How to efficiently sort list of nodes with next and previous node references?_问答_开发者

I have a collection of items in random each having the following data structures:

// NOTE: Was "Vertex" in the comments...
public class Item
{
    public string Data { get; set; }
}

public class Node
{
    pu开发者_StackOverflow中文版blic Item Next { get; set; }
    public Item Previous { get; set; }
}

Example:

var a = new Item();
var b = new Item();
var c = new Item();
var d = new Item();

var nodeA = new Node() { Previous = null };
var nodeB = new Node() { Previous = a };
nodeA.Next = b;
var nodeC = new Node() { Previous = b };
nodeB.Next = c;
var nodeD = new Node() { Previous = c, Next = null };
nodeC.Next = d;

// This would be input to the sort method (completely random order).
var items = new []{ nodeC, nodeA, nodeD, nodeB };

// Execute sort

// Result: nodeA, nodeB, nodeC, nodeD.

Obviously a O(n²) solution is possible. However, I would like to sort these in the correct order in less than O(n²). Is this possible?

Looking at it... assuming you aren't using circular lists, couldn't you just iterate through your random-order array until you find the starting node (the one with .Previous == null) and then return the node? I mean, one of the advantages of a linked list is that you don't have to store references to all the nodes in a separate data structure, just have them each connected to each other. (Well, depending on how the language implementation you're using does reference counting and garbage collection, if it does them at all.)

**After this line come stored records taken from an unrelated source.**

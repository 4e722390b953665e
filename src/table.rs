//! Plain-text table rendering for CLI output.

use std::fmt::Write as _;

pub fn render_table(headers: &[String], rows: &[Vec<String>]) -> String {
    let mut widths: Vec<usize> = headers.iter().map(|h| h.chars().count()).collect();
    for row in rows {
        for (idx, cell) in row.iter().enumerate().take(widths.len()) {
            widths[idx] = widths[idx].max(cell.chars().count());
        }
    }

    let mut output = String::new();
    let _ = writeln!(output, "{}", format_row(headers, &widths));
    let separator: Vec<String> = widths.iter().map(|w| "-".repeat((*w).max(3))).collect();
    let _ = writeln!(output, "{}", format_row(&separator, &widths));
    for row in rows {
        let _ = writeln!(output, "{}", format_row(row, &widths));
    }
    output
}

pub fn print_table(headers: &[String], rows: &[Vec<String>]) {
    print!("{}", render_table(headers, rows));
}

fn format_row(cells: &[String], widths: &[usize]) -> String {
    let mut line = String::new();
    for (idx, cell) in cells.iter().enumerate().take(widths.len()) {
        if idx > 0 {
            line.push_str("  ");
        }
        let sanitized: String = cell
            .chars()
            .map(|c| if matches!(c, '\n' | '\r' | '\t') { ' ' } else { c })
            .collect();
        let padding = widths[idx].saturating_sub(sanitized.chars().count());
        line.push_str(&sanitized);
        if idx + 1 < widths.len() {
            line.push_str(&" ".repeat(padding));
        }
    }
    while line.ends_with(' ') {
        line.pop();
    }
    line
}
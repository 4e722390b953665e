use std::path::PathBuf;

use clap::{Args, Parser, Subcommand};

/// Default registry root, relative to the working directory.
pub const DEFAULT_REGISTRY_DIR: &str = ".datasmith";

#[derive(Debug, Parser)]
#[command(author, version, about = "Version and profile machine-learning datasets", long_about = None)]
pub struct Cli {
    /// Registry directory holding dataset records
    #[arg(long, global = true, default_value = DEFAULT_REGISTRY_DIR)]
    pub registry: PathBuf,
    #[command(subcommand)]
    pub command: Commands,
}

#[derive(Debug, Subcommand)]
pub enum Commands {
    /// Import a CSV/JSON file or image directory and record version 1
    Import(ImportArgs),
    /// Re-profile a dataset's source and append the next version
    Refresh(RefreshArgs),
    /// List registered datasets
    List,
    /// Show one dataset's record and latest schema
    Show(ShowArgs),
    /// Show the full version history of a dataset
    History(ShowArgs),
    /// Print the statistics snapshot of a recorded version
    Stats(StatsArgs),
    /// Delete a dataset together with its version history
    Delete(ShowArgs),
}

#[derive(Debug, Args)]
pub struct ImportArgs {
    /// Source file or image directory
    #[arg(short = 'i', long = "input")]
    pub input: PathBuf,
    /// Dataset name (defaults to the file name)
    #[arg(short, long)]
    pub name: Option<String>,
    /// Rows sampled when inferring column types (0 means full scan)
    #[arg(long, default_value_t = crate::schema::DEFAULT_SAMPLE_ROWS)]
    pub sample_rows: usize,
    /// Delimiter character for delimited sources (supports ',', 'tab', ';', '|')
    #[arg(long, value_parser = parse_delimiter)]
    pub delimiter: Option<u8>,
    /// Character encoding of the input file (defaults to utf-8)
    #[arg(long = "input-encoding")]
    pub input_encoding: Option<String>,
    /// Frequency-table entries kept per categorical column (0 keeps all)
    #[arg(long, default_value_t = crate::stats::DEFAULT_TOP_VALUES)]
    pub top: usize,
}

#[derive(Debug, Args)]
pub struct RefreshArgs {
    /// Dataset id or unique name
    pub dataset: String,
    /// Record a version even when schema and item count are unchanged
    #[arg(long)]
    pub force: bool,
    /// Rows sampled when inferring column types (0 means full scan)
    #[arg(long, default_value_t = crate::schema::DEFAULT_SAMPLE_ROWS)]
    pub sample_rows: usize,
    /// Delimiter character for delimited sources
    #[arg(long, value_parser = parse_delimiter)]
    pub delimiter: Option<u8>,
    /// Character encoding of the input file (defaults to utf-8)
    #[arg(long = "input-encoding")]
    pub input_encoding: Option<String>,
    /// Frequency-table entries kept per categorical column (0 keeps all)
    #[arg(long, default_value_t = crate::stats::DEFAULT_TOP_VALUES)]
    pub top: usize,
}

#[derive(Debug, Args)]
pub struct ShowArgs {
    /// Dataset id or unique name
    pub dataset: String,
}

#[derive(Debug, Args)]
pub struct StatsArgs {
    /// Dataset id or unique name
    pub dataset: String,
    /// Version sequence number (defaults to the latest)
    #[arg(long)]
    pub version: Option<u32>,
}

fn parse_delimiter(value: &str) -> Result<u8, String> {
    match value.to_ascii_lowercase().as_str() {
        "tab" | "\\t" => return Ok(b'\t'),
        "comma" => return Ok(b','),
        _ => {}
    }
    let mut chars = value.chars();
    match (chars.next(), chars.next()) {
        (Some(c), None) if c.is_ascii() => Ok(c as u8),
        _ => Err(format!(
            "Delimiter must be a single ASCII character, 'tab', or 'comma'; got '{value}'"
        )),
    }
}
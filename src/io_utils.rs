//! I/O utilities for source access: delimiter and encoding resolution, CSV
//! reader construction, source-format detection, directory walks, and content
//! digests.
//!
//! All file access in datasmith flows through this module. Format detection
//! is extension-first with a content sniff for images, so a mislabelled file
//! still resolves to the right pipeline.

use std::{
    fs::{self, File},
    io::{BufReader, Read},
    path::{Path, PathBuf},
};

use anyhow::{Context, Result, anyhow};
use encoding_rs::{Encoding, UTF_8};
use sha2::{Digest, Sha256};

use crate::{
    dataset::SourceFormat,
    error::{DatasetError, Result as DsResult},
    image,
};

pub const DEFAULT_CSV_DELIMITER: u8 = b',';
pub const DEFAULT_TSV_DELIMITER: u8 = b'\t';

/// Number of leading bytes read when sniffing file content.
const SNIFF_BYTES: usize = 64;

pub fn resolve_encoding(label: Option<&str>) -> Result<&'static Encoding> {
    if let Some(value) = label {
        Encoding::for_label(value.trim().as_bytes())
            .ok_or_else(|| anyhow!("Unknown encoding '{value}'"))
    } else {
        Ok(UTF_8)
    }
}

pub fn resolve_input_delimiter(path: &Path, provided: Option<u8>) -> u8 {
    provided.unwrap_or_else(|| match path.extension().and_then(|ext| ext.to_str()) {
        Some(ext) if ext.eq_ignore_ascii_case("tsv") => DEFAULT_TSV_DELIMITER,
        _ => DEFAULT_CSV_DELIMITER,
    })
}

pub fn open_csv_reader_from_path(
    path: &Path,
    delimiter: u8,
    has_headers: bool,
) -> Result<csv::Reader<BufReader<File>>> {
    let reader =
        BufReader::new(File::open(path).with_context(|| format!("Opening input file {path:?}"))?);
    let mut builder = csv::ReaderBuilder::new();
    builder
        .has_headers(has_headers)
        .delimiter(delimiter)
        .double_quote(true)
        .flexible(true);
    Ok(builder.from_reader(reader))
}

pub fn decode_bytes(bytes: &[u8], encoding: &'static Encoding) -> Result<String> {
    let (text, _, had_errors) = encoding.decode(bytes);
    if had_errors {
        Err(anyhow!(
            "Failed to decode text with encoding {}",
            encoding.name()
        ))
    } else {
        Ok(text.into_owned())
    }
}

pub fn decode_record(record: &csv::ByteRecord, encoding: &'static Encoding) -> Result<Vec<String>> {
    record
        .iter()
        .map(|field| decode_bytes(field, encoding))
        .collect()
}

/// Resolves the source format of a path. Directories are image sources;
/// files resolve by extension, then by content sniff, so a PNG named
/// `photo.dat` is still recognized.
pub fn resolve_format(path: &Path) -> DsResult<SourceFormat> {
    if path.is_dir() {
        return Ok(SourceFormat::Images);
    }
    let ext = path
        .extension()
        .and_then(|ext| ext.to_str())
        .map(|ext| ext.to_ascii_lowercase());
    match ext.as_deref() {
        Some("csv" | "tsv") => return Ok(SourceFormat::Csv),
        Some("json" | "jsonl" | "ndjson") => return Ok(SourceFormat::Json),
        _ => {}
    }
    let prefix = read_prefix(path, SNIFF_BYTES)
        .map_err(|err| DatasetError::unreadable(path, err))?;
    if image::sniff_format(&prefix).is_some() {
        return Ok(SourceFormat::Images);
    }
    Err(DatasetError::UnsupportedFormat {
        path: path.to_path_buf(),
    })
}

pub fn read_prefix(path: &Path, limit: usize) -> Result<Vec<u8>> {
    let file = File::open(path).with_context(|| format!("Opening {path:?}"))?;
    let mut buf = Vec::with_capacity(limit);
    file.take(limit as u64)
        .read_to_end(&mut buf)
        .with_context(|| format!("Reading {path:?}"))?;
    Ok(buf)
}

/// Walks an image directory depth-first and returns every recognized image
/// file in sorted order. The second tuple element is the class label: the
/// path of the containing directory relative to the root, or `root` for
/// top-level files.
pub fn collect_image_files(root: &Path) -> Result<Vec<(PathBuf, String)>> {
    if root.is_file() {
        // A lone image file (often found via content sniff) is a one-item
        // source with the default class.
        return Ok(vec![(root.to_path_buf(), String::from("root"))]);
    }
    let mut files = Vec::new();
    let mut pending = vec![root.to_path_buf()];
    while let Some(dir) = pending.pop() {
        let mut entries = fs::read_dir(&dir)
            .with_context(|| format!("Reading directory {dir:?}"))?
            .collect::<std::io::Result<Vec<_>>>()
            .with_context(|| format!("Reading directory {dir:?}"))?;
        entries.sort_by_key(|entry| entry.file_name());
        for entry in entries {
            let path = entry.path();
            if path.is_dir() {
                pending.push(path);
            } else if image::has_image_extension(&entry.file_name().to_string_lossy()) {
                let class = path
                    .parent()
                    .and_then(|parent| parent.strip_prefix(root).ok())
                    .filter(|rel| !rel.as_os_str().is_empty())
                    .map(|rel| rel.to_string_lossy().replace('\\', "/"))
                    .unwrap_or_else(|| String::from("root"));
                files.push((path, class));
            }
        }
    }
    files.sort();
    Ok(files)
}

/// Total size of a source in bytes: the file length, or the sum over an
/// image directory.
pub fn source_size(path: &Path) -> Result<u64> {
    if path.is_dir() {
        let mut total = 0u64;
        for (file, _) in collect_image_files(path)? {
            total += fs::metadata(&file)
                .with_context(|| format!("Reading metadata for {file:?}"))?
                .len();
        }
        Ok(total)
    } else {
        Ok(fs::metadata(path)
            .with_context(|| format!("Reading metadata for {path:?}"))?
            .len())
    }
}

/// SHA-256 fingerprint of source content. For directories the digest covers
/// each image file's relative path and bytes in sorted order, so the result
/// is stable across filesystems.
pub fn source_digest(path: &Path) -> Result<String> {
    let mut hasher = Sha256::new();
    if path.is_dir() {
        for (file, _) in collect_image_files(path)? {
            let rel = file.strip_prefix(path).unwrap_or(&file);
            hasher.update(rel.to_string_lossy().replace('\\', "/").as_bytes());
            hasher.update([0u8]);
            digest_file(&mut hasher, &file)?;
        }
    } else {
        digest_file(&mut hasher, path)?;
    }
    Ok(format!("{:x}", hasher.finalize()))
}

fn digest_file(hasher: &mut Sha256, path: &Path) -> Result<()> {
    let mut file = File::open(path).with_context(|| format!("Opening {path:?}"))?;
    let mut buf = [0u8; 8192];
    loop {
        let read = file
            .read(&mut buf)
            .with_context(|| format!("Reading {path:?}"))?;
        if read == 0 {
            break;
        }
        hasher.update(&buf[..read]);
    }
    Ok(())
}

But basically, unless you have an immediate need after the operation to access an element a certain distance from the starting node, I'd recommend just immediately returning the starting node when encountered and then lazily assigning to an array of the proper size as you use each successive node. In fact, even if you create a new array and assign to it, wouldn't the worst-time case still just be O(n), with n being the number of nodes? O(n) to find the starting node, and then another O(n) n to iterate through the list, assigning each node to the corresponding index in an array of the same size as your input array.

Based on your updated question, it might be a good idea for you to implement a temporary set of linked lists. As you initially iterate through the list, you'd check the Next and Previous elements of each node, and then store the Nexts and Previouses in Dictionary-esque objects (I'm not sure what .NET object would be best suited for that) as keys, with linked-list nodes wrapped around the existing Nodes referencing the Items being the values. That way you'd build up the links as you go along without any actual sorting, and would ultimately just iterate through your temporary list, assigning the Nodes wrapped by the listnodes to a new array to return.

This should be better than O(n^2) due to dictionary accesses generally being constant-time on average (though worst-case asymptotic behavior is still O(n)), I believe.

I think merge sort can work. Something like...

  merge_sort_list(list, chain_length)
  1. if chain_length > 1 then
  2.    merge_sort_list(list, chain_length/2)
  3.    middle_node = step_into_by(list, chain_length)
  4.    merge_sort_list(middle, chain_length - chain_length/2)
  5.    merge_list_halves(list, middle, chain_length)

  merge_list_halves(list, middle, chain_length)
  1. ... you get the idea

Merge Sort comes to mind... I think this should be applicable here and it performs (worst case) in O(n log n).

Merge sort is often the best choice for sorting a linked list: in this situation it is relatively easy to implement a merge sort in such a way that it requires only Θ(1) extra space, and the slow random-access performance of a linked list makes some other algorithms (such as quicksort) perform poorly, and others (such as heapsort) completely impossible.

Edit: after re-reading your question, it doesn't make much sense anymore. Basically you want to sort so that the items are in the order given by the list? That is doable in linear O(n) time: first you travel backwards to the first item in the list (via references) and then you just yield each item forward. Or are your Next/Previous not references?